Exercise: Quantum Defect Model of the Atom

The applet models stationary states for the valence electron in monovalent atoms. The choice of 'Flex Units' here means the scales for distance (d) and energy (E) are related as E·d² = ћ²/2m. With d = a₀ = 0.529 Å (1 bohr), E becomes the Rydberg energy, 1 Ry = 13.6 eV, when m is the electron mass. The valence electrons of multi-electron atoms move in the field of a screened Coulomb potential. For monovalent atoms, screening effects on the valence electron are incorporated using the quantum defect model; in Flex Units the potential energy is V(r) = –2(1 + b/r)/r. To avoid the singularity at r = 0, the applet uses the truncated quantum defect potential (see 1st Technical Note below) that appears in the Equation View of the applet. On the tab labeled Graphics: [r] this potential is plotted over the interval [0, 20 bohrs]. The listing to the right of the graph includes placeholders for two p-type radial waves.

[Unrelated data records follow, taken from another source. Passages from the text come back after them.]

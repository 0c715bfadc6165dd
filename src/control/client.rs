//! Control plane API client
//!
//! HTTP client for the control plane that owns channels, API tokens and
//! quota. It backs the channel store, the quota ledger and the channel
//! disabler used by the relay.

use async_trait::async_trait;
use reqwest::header::{HeaderMap, HeaderValue, CONTENT_TYPE};
use reqwest::StatusCode;
use serde::de::DeserializeOwned;
use tracing::{debug, error, instrument, warn};

use crate::{
    billing::{QuotaLedger, QuotaRequest, QuotaTicket, Usage},
    channel::{Channel, ChannelId, ChannelStore},
    config::Config,
    error::{AppError, AppResult},
    relay::ChannelDisabler,
};

use super::models::{ApiResponse, DisableChannelRequest, ReservationData, SettleRequest, TokenInfo};

/// Control plane API client
pub struct ControlPlaneClient {
    client: reqwest::Client,
    base_url: String,
    api_key: String,
}

impl ControlPlaneClient {
    pub fn new(client: reqwest::Client, config: &Config) -> Self {
        Self::with_base_url(client, &config.control_plane_url, &config.control_plane_api_key)
    }

    pub fn with_base_url(client: reqwest::Client, base_url: &str, api_key: &str) -> Self {
        Self {
            client,
            base_url: base_url.trim_end_matches('/').to_string(),
            api_key: api_key.to_string(),
        }
    }

    /// Build headers with API key authentication
    fn api_key_headers(&self) -> AppResult<HeaderMap> {
        let mut headers = HeaderMap::new();
        let key = HeaderValue::from_str(&self.api_key)
            .map_err(|_| AppError::ControlPlane("control plane API key is not a valid header value".to_string()))?;
        headers.insert("x-api-key", key);
        headers.insert(CONTENT_TYPE, HeaderValue::from_static("application/json"));
        Ok(headers)
    }

    /// Read the `data` field of a successful response
    async fn read_data<T: DeserializeOwned>(response: reqwest::Response, what: &str) -> AppResult<T> {
        let body = response.text().await?;
        match serde_json::from_str::<ApiResponse<T>>(&body) {
            Ok(r) => Ok(r.data),
            Err(e) => {
                error!(error = %e, body = %body, "Failed to parse control plane {} response", what);
                Err(AppError::ControlPlane(format!(
                    "Failed to parse {} response: {}",
                    what, e
                )))
            }
        }
    }

    async fn failure(response: reqwest::Response, what: &str) -> AppError {
        let status = response.status();
        let text = response.text().await.unwrap_or_default();
        error!(status = %status, body = %text, "Control plane {} request failed", what);
        AppError::ControlPlane(format!("{} API error {}: {}", what, status, text))
    }

    /// Resolve an API token by its sha256 hash
    #[instrument(skip(self, token_hash), fields(token_prefix = %&token_hash[..token_hash.len().min(8)]))]
    pub async fn resolve_token(&self, token_hash: &str) -> AppResult<TokenInfo> {
        let url = format!("{}/api/v1/tokens/{}", self.base_url, token_hash);
        debug!(url = %url, "Resolving API token");

        let response = self
            .client
            .get(&url)
            .headers(self.api_key_headers()?)
            .send()
            .await?;

        match response.status() {
            s if s.is_success() => Self::read_data(response, "token").await,
            StatusCode::NOT_FOUND | StatusCode::UNAUTHORIZED => {
                warn!("API token rejected by control plane");
                Err(AppError::InvalidToken)
            }
            _ => Err(Self::failure(response, "token").await),
        }
    }
}

#[async_trait]
impl ChannelStore for ControlPlaneClient {
    #[instrument(skip(self))]
    async fn list_enabled_channels(&self) -> AppResult<Vec<Channel>> {
        let url = format!("{}/api/v1/channels?status=enabled", self.base_url);
        debug!(url = %url, "Fetching enabled channels");

        let response = self
            .client
            .get(&url)
            .headers(self.api_key_headers()?)
            .send()
            .await?;

        if !response.status().is_success() {
            return Err(Self::failure(response, "channels").await);
        }

        let channels: Vec<Channel> = Self::read_data(response, "channels").await?;
        debug!(count = channels.len(), "Fetched enabled channels");
        Ok(channels)
    }

    #[instrument(skip(self))]
    async fn get_channel_by_id(&self, id: ChannelId) -> AppResult<Option<Channel>> {
        let url = format!("{}/api/v1/channels/{}", self.base_url, id);

        let response = self
            .client
            .get(&url)
            .headers(self.api_key_headers()?)
            .send()
            .await?;

        match response.status() {
            s if s.is_success() => Ok(Some(Self::read_data(response, "channel").await?)),
            StatusCode::NOT_FOUND => Ok(None),
            _ => Err(Self::failure(response, "channel").await),
        }
    }
}

#[async_trait]
impl QuotaLedger for ControlPlaneClient {
    #[instrument(skip(self, request), fields(channel_id = request.channel_id, prompt_tokens = request.prompt_tokens))]
    async fn pre_consume(&self, request: &QuotaRequest) -> AppResult<QuotaTicket> {
        let url = format!("{}/api/v1/quota/reservations", self.base_url);

        let response = self
            .client
            .post(&url)
            .headers(self.api_key_headers()?)
            .json(request)
            .send()
            .await?;

        match response.status() {
            s if s.is_success() => {
                let data: ReservationData = Self::read_data(response, "reservation").await?;
                debug!(reservation_id = %data.id, "Quota reserved");
                Ok(QuotaTicket {
                    id: data.id,
                    prompt_tokens: request.prompt_tokens,
                })
            }
            StatusCode::PAYMENT_REQUIRED | StatusCode::FORBIDDEN => {
                let text = response.text().await.unwrap_or_default();
                warn!(body = %text, "Quota reservation refused");
                Err(AppError::Forbidden("insufficient quota".to_string()))
            }
            _ => Err(Self::failure(response, "reservation").await),
        }
    }

    #[instrument(skip(self, ticket, usage), fields(reservation_id = %ticket.id))]
    async fn consume(&self, ticket: QuotaTicket, usage: &Usage, is_stream: bool) -> AppResult<()> {
        let url = format!("{}/api/v1/quota/reservations/{}/settle", self.base_url, ticket.id);
        let request = SettleRequest {
            prompt_tokens: usage.prompt_tokens,
            completion_tokens: usage.completion_tokens,
            total_tokens: usage.total_tokens,
            is_stream,
        };

        let response = self
            .client
            .post(&url)
            .headers(self.api_key_headers()?)
            .json(&request)
            .send()
            .await?;

        if !response.status().is_success() {
            return Err(Self::failure(response, "settle").await);
        }
        debug!("Quota settled");
        Ok(())
    }

    #[instrument(skip(self, ticket), fields(reservation_id = %ticket.id))]
    async fn undo(&self, ticket: QuotaTicket) -> AppResult<()> {
        let url = format!("{}/api/v1/quota/reservations/{}", self.base_url, ticket.id);

        let response = self
            .client
            .delete(&url)
            .headers(self.api_key_headers()?)
            .send()
            .await?;

        if !response.status().is_success() {
            return Err(Self::failure(response, "refund").await);
        }
        debug!("Quota reservation refunded");
        Ok(())
    }
}

#[async_trait]
impl ChannelDisabler for ControlPlaneClient {
    #[instrument(skip(self, reason))]
    async fn disable_channel(
        &self,
        channel_id: ChannelId,
        channel_name: &str,
        reason: &str,
        automatic: bool,
    ) -> AppResult<()> {
        let url = format!("{}/api/v1/channels/{}/disable", self.base_url, channel_id);
        let request = DisableChannelRequest {
            name: channel_name.to_string(),
            reason: reason.to_string(),
            automatic,
        };

        let response = self
            .client
            .post(&url)
            .headers(self.api_key_headers()?)
            .json(&request)
            .send()
            .await?;

        if !response.status().is_success() {
            return Err(Self::failure(response, "disable").await);
        }
        Ok(())
    }
}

Radial waves in the applet are indexed simply by the order in which they appear, which differs from the conventional (nlm) labeling of hydrogen-like states.

1. The p-wave (l = 1) quantum defect for sodium is D(l) = 0.86. Thus, the quantum defect level structure predicts E₂₁ = –0.769 Ry and E₃₁ = –0.218 Ry for the energy of an electron in the 2p and 3p states of sodium, respectively. Show the first listed p-wave – designated g₀ in the applet – by right-clicking its placeholder, clicking the visibility icon beside the "Real" label in the Colors | Visibilities field, then choosing the "OK" button. In fact this state has the energy E₂₁ calculated above (switch to Equation View to confirm), yet the waveform has a noticeable discontinuity in violation of the rule that quantum wavefunctions must be everywhere continuous. The fault lies with the quantum defect screening parameter b, which is initialized to zero.
2. Adjust the screening parameter b upward to eliminate the discontinuity. Right-click anywhere in the graph and select "Display in Window" from the popup menu. This frees the graph to 'float' in full view while we make adjustments to the energy. Reposition the graph as desired and proceed to Equation View, where the screening parameter is recorded as b = 0. Right click anywhere in the equation field for b and select "Edit parameter..." from the popup menu. Use the slider to change the highlighted digits in the text field while observing the waveform; the first digit highlighted can be moved left (right) using the up (down) arrows to the right of this field.
   
   
   Extra digits can be added before or after the decimal by typing directly in the text field.
   
   The correct screening value for sodium p-waves has been found when no discontinuity is evident in the radial waveform. Finish by selecting "OK" to end the edit session with the current settings. For best results, reset the match point for this waveform – see 2nd Technical Note below. Right click in the equation field for E₀ and select "Edit parameter..." from the popup menu., then click the reset button (but don't change the energy!). Select "OK", and repeat the adjustment for b. Finally, restore the graph to its rightful place by clicking the close button in the upper right corner of the graph window.
3. Show the next-lowest-lying p-wave – designated g₁ in the applet – by right-clicking its placeholder in the list, clicking the visibility icon beside the "Real" label in the Colors | Visibilities field, then choosing the "OK" button. Notice that this state has the energy E₃₁ calculated previously (return to Equation View to confirm). With the value for b just found, this wave shows little or no discontinuity, thus verifying the quantum defect level structure for this case.
4. Find the most probable distance from the nucleus for an electron in the 2p state of sodium. The radial waves displayed in the applet are actually the effective one-dimensional matter waves g(r) = rR(r) that directly furnish radial probability densities as P(r) = |g(r)|². Thus, the most probable location of the 2p electron in sodium is that value of r that maximizes |g₀(r)|. Locate this distance by right-clicking anywhere on the graph, selecting "Trace" from the popup menu, and surveying the results.

Technical Notes

• The truncated quantum defect potential used in the applet has the quantum defect form down to r = a and is constant therafter. The difference is inconsequential provided a is small. The default (a = 0.0001 bohr) is on the order of the nuclear size, below which the quantum defect form would not be expected to be accurate anyway.
• The Numerov method is used to construct stationary waves for a given (trial) energy. Using boundary conditions derived from the correct asymptotic form at r = 0, and then again at the interval endpoint, the Schrödinger equation is integrated inward to a preset match point. The right-side wave is then scaled to make its slope agree with that of the left-side wave at the match point. If the trial energy is allowed, the wavefunction values also will agree at the match point; otherwise, a discontinuity results. The [fractional] discontinuity is recorded in the parameter editor tolerance field, labeled δψ. The technique is most accurate when the match point coincides with an extremum of the wavefunction. Each press of the reset button re-positions the match point to an extremum of the current waveform.